Même s’il nie avoir suivi longtemps les enseignements classiques, Pierre Paulin maîtrise parfaitement l’histoire des styles et du mobilier et il a été invité par le Mobilier National à choisir des pièces dans sa collection. Sa sélection, présentée à l’exposition et reproduite dans ce livre, a porté sur six sièges datant de la fin de l’Ancien Régime à l’Empire. Ces meubles possèdent tous des détails novateurs ou décalés, se jouant des stéréotypes. P. Paulin a également demandé à sortir des réserves le mobilier de campagne de Napoléon, impressionné par le souci de rationalité, de résistance, d’intelligence pour le rangement et le transport dont il témoigne.

 

Le livre contient une partie catalogue, commentée par Myriam Zuber-Cupissol, inspecteur de la création artistique au Mobilier national. Les réalisations de Paulin pour l’institution sont reproduites dans l’ordre chronologique : les banquettes « bornes » pour le musée du Louvre ; le mobilier pour le pavillon d’honneur à l’Exposition universelle d’Osaka (1969) ; l’Elysée pompidolien (le salon des tableaux, le fumoir, la salle à manger – la seule encore en place) ; les meubles du début des années 80, où Paulin réinterprète des sièges canés, des bonheurs du jour ou des bureaux d’homme en bois précieux et un ensemble important pour le Conseil économique et social en 1986-87. Sont ensuite présentés les meubles commandés par François Mitterrand, principalement un bureau et sa console, une table basse, un salon de six fauteuils et un canapé, des fauteuils visiteurs et des guéridons.

 

A l’occasion de l’exposition, le Mobilier national a travaillé une nouvelle fois avec Pierre Paulin. En janvier 2007, un jury a choisi un projet de canapé deux places et un fauteuil, une version actualisée, moins « fessue » selon Pierre Paulin, du canapé pompidolien. L’Atelier de Recherche et de Création a ensuite travaillé à sa réalisation.
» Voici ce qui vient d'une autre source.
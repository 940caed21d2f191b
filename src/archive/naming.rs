//! Stored archive names
//!
//! Archives in a storage area are named `<name>.<major>.<minor>.<patch>.zip`.
//! Listings may contain anything else too, so parsing is match-or-none and
//! never fails.

use std::fmt;
use std::sync::OnceLock;

use regex::Regex;

use crate::version::Version;

/// Extension of packed archive blobs
pub const PACK_EXTENSION: &str = "zip";

/// Logical name characters are word characters, dot, slash, whitespace and
/// hyphen; the version and extension are anchored at the end. `\w`, `\s`
/// and `\d` are Unicode classes.
const ARCHIVE_NAME_PATTERN: &str = r"^([./\s\w-]+)\.(\d+\.\d+\.\d+)\.zip$";

fn archive_name_regex() -> Option<&'static Regex> {
    static RE: OnceLock<Option<Regex>> = OnceLock::new();
    RE.get_or_init(|| Regex::new(ARCHIVE_NAME_PATTERN).ok()).as_ref()
}

/// A parsed archive file name
#[derive(Debug, Clone, PartialEq, Eq, Hash)]
pub struct ArchiveName {
    /// Logical dataset name shared by every version
    pub name: String,
    /// Version string exactly as it appears in the file name
    pub version: String,
}

impl ArchiveName {
    /// Build the name of an archive for `name` at `version`
    pub fn new(name: impl Into<String>, version: Version) -> Self {
        Self {
            name: name.into(),
            version: version.to_string(),
        }
    }

    /// Split `s` into logical name and version, or `None` if `s` is not an
    /// archive name
    pub fn parse(s: &str) -> Option<Self> {
        let caps = archive_name_regex()?.captures(s)?;
        Some(Self {
            name: caps.get(1)?.as_str().to_string(),
            version: caps.get(2)?.as_str().to_string(),
        })
    }

    /// Name of the archive folder in the staging area (`<name>.<version>`)
    pub fn folder_name(&self) -> String {
        format!("{}.{}", self.name, self.version)
    }

    /// Name of the packed blob (`<name>.<version>.zip`)
    pub fn file_name(&self) -> String {
        format!("{}.{}", self.folder_name(), PACK_EXTENSION)
    }

    /// Parsed version, if the version string is a valid version
    pub fn parsed_version(&self) -> Option<Version> {
        Version::parse(&self.version).ok()
    }
}

impl fmt::Display for ArchiveName {
    fn fmt(&self, f: &mut fmt::Formatter<'_>) -> fmt::Result {
        write!(f, "{}", self.file_name())
    }
}

/// Sort key for a version string found in a listing
///
/// Unparseable versions map to `None`, which orders before every valid
/// version, so a malformed entry never aborts a listing.
pub fn version_sort_key(version: &str) -> Option<Version> {
    Version::parse(version).ok()
}

/// Versions of `name` among `entries`, ascending, or `None` if there are none
pub fn versions_of<I, S>(name: &str, entries: I) -> Option<Vec<String>>
where
    I: IntoIterator<Item = S>,
    S: AsRef<str>,
{
    let mut versions: Vec<String> = entries
        .into_iter()
        .filter_map(|entry| ArchiveName::parse(entry.as_ref()))
        .filter(|archive| archive.name == name)
        .map(|archive| archive.version)
        .collect();

    if versions.is_empty() {
        return None;
    }
    versions.sort_by_cached_key(|v| version_sort_key(v));
    Some(versions)
}
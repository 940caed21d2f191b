//! Shared fixtures for the storage integration tests
//!
//! Every fixture lives in a `TempDir` with a `staging/` root (the client's
//! `local_path`) and, for local/local clients, an `area/` storage root.

#![allow(dead_code)]

use std::fs;
use std::path::{Path, PathBuf};

use storage_tools::{MemoryConnector, StorageClient, StorageConfig};
use tempfile::TempDir;

/// Container/bucket name used by remote fixtures
pub const REMOTE_TARGET: &str = "datasets";

/// Staging root inside a fixture directory
pub fn staging(dir: &TempDir) -> PathBuf {
    dir.path().join("staging")
}

/// Local storage-area root inside a fixture directory
pub fn storage_area(dir: &TempDir) -> PathBuf {
    dir.path().join("area")
}

/// Write a small two-level dataset called `name` into the staging root
pub fn create_dataset(staging: &Path, name: &str) -> PathBuf {
    let root = staging.join(name);
    fs::create_dir_all(root.join("labels")).unwrap();
    fs::write(root.join("train.csv"), "x,y\n1,2\n3,4\n").unwrap();
    fs::write(root.join("test.csv"), "x,y\n5,6\n").unwrap();
    fs::write(root.join("labels/classes.txt"), "cat\ndog\n").unwrap();
    root
}

/// Local/local client rooted in `dir`
pub fn local_client(dir: &TempDir) -> StorageClient {
    let config = StorageConfig::local(
        staging(dir).display().to_string(),
        storage_area(dir).display().to_string(),
    );
    StorageClient::local(config).unwrap()
}

/// Remote profile of `storage_type` ("azure" or "aws") rooted in `dir`
pub fn remote_config(dir: &TempDir, storage_type: &str) -> StorageConfig {
    let target_key = match storage_type {
        "azure" => "container",
        _ => "bucket",
    };
    StorageConfig::new(
        storage_type,
        [
            ("storage_type", storage_type.to_string()),
            ("local_path", staging(dir).display().to_string()),
            (target_key, REMOTE_TARGET.to_string()),
        ],
    )
}

/// Remote client of `storage_type` backed by `connector`
pub fn remote_client(
    dir: &TempDir,
    storage_type: &str,
    connector: &MemoryConnector,
) -> StorageClient {
    StorageClient::from_config(remote_config(dir, storage_type), connector).unwrap()
}

/// Write a settings file with one local and one aws profile
pub fn write_settings(dir: &TempDir) -> PathBuf {
    let path = dir.path().join("secrets/settings.toml");
    fs::create_dir_all(path.parent().unwrap()).unwrap();
    let content = format!(
        r#"
[archive]
storage_type = "local"
local_path = "{staging}"
storage_area = "{area}"

[cloud]
storage_type = "aws"
local_path = "{staging}"
bucket = "{bucket}"
service_name = "s3"
aws_access_key_id = "AKIAEXAMPLE"
aws_secret_access_key = "not-a-real-secret"

[broken]
storage_type = "azure"
local_path = "{staging}"
"#,
        staging = toml_path(&staging(dir)),
        area = toml_path(&storage_area(dir)),
        bucket = REMOTE_TARGET,
    );
    fs::write(&path, content).unwrap();
    path
}

fn toml_path(path: &Path) -> String {
    path.display().to_string().replace('\\', "/")
}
Le catalogue en reproduit un croquis et un descriptif des travaux mais pas de photographie car il n’était pas achevé au moment de la finalisation de la publication.

 

Ce catalogue détaillant sous différents angles le travail du designer pendant quarante ans pour le Mobilier national permet de suivre l’évolution générale du travail du designer. Il met également en lumière l’activité assez méconnue de l’Atelier de Recherche et de Création du Mobilier national. Les liens entre le designer et l’institution semblent très forts, comme en témoigne la lettre de Jean Coural, ancien directeur du Mobilier national, publiée en post-face.

Pour avoir une approche plus complète du designer, plusieurs autres publications existent, dont certaines parues également en 2008 ou accompagnant l’exposition présentée à la Villa Noailles à Hyères et au Grand Hornu en Belgique.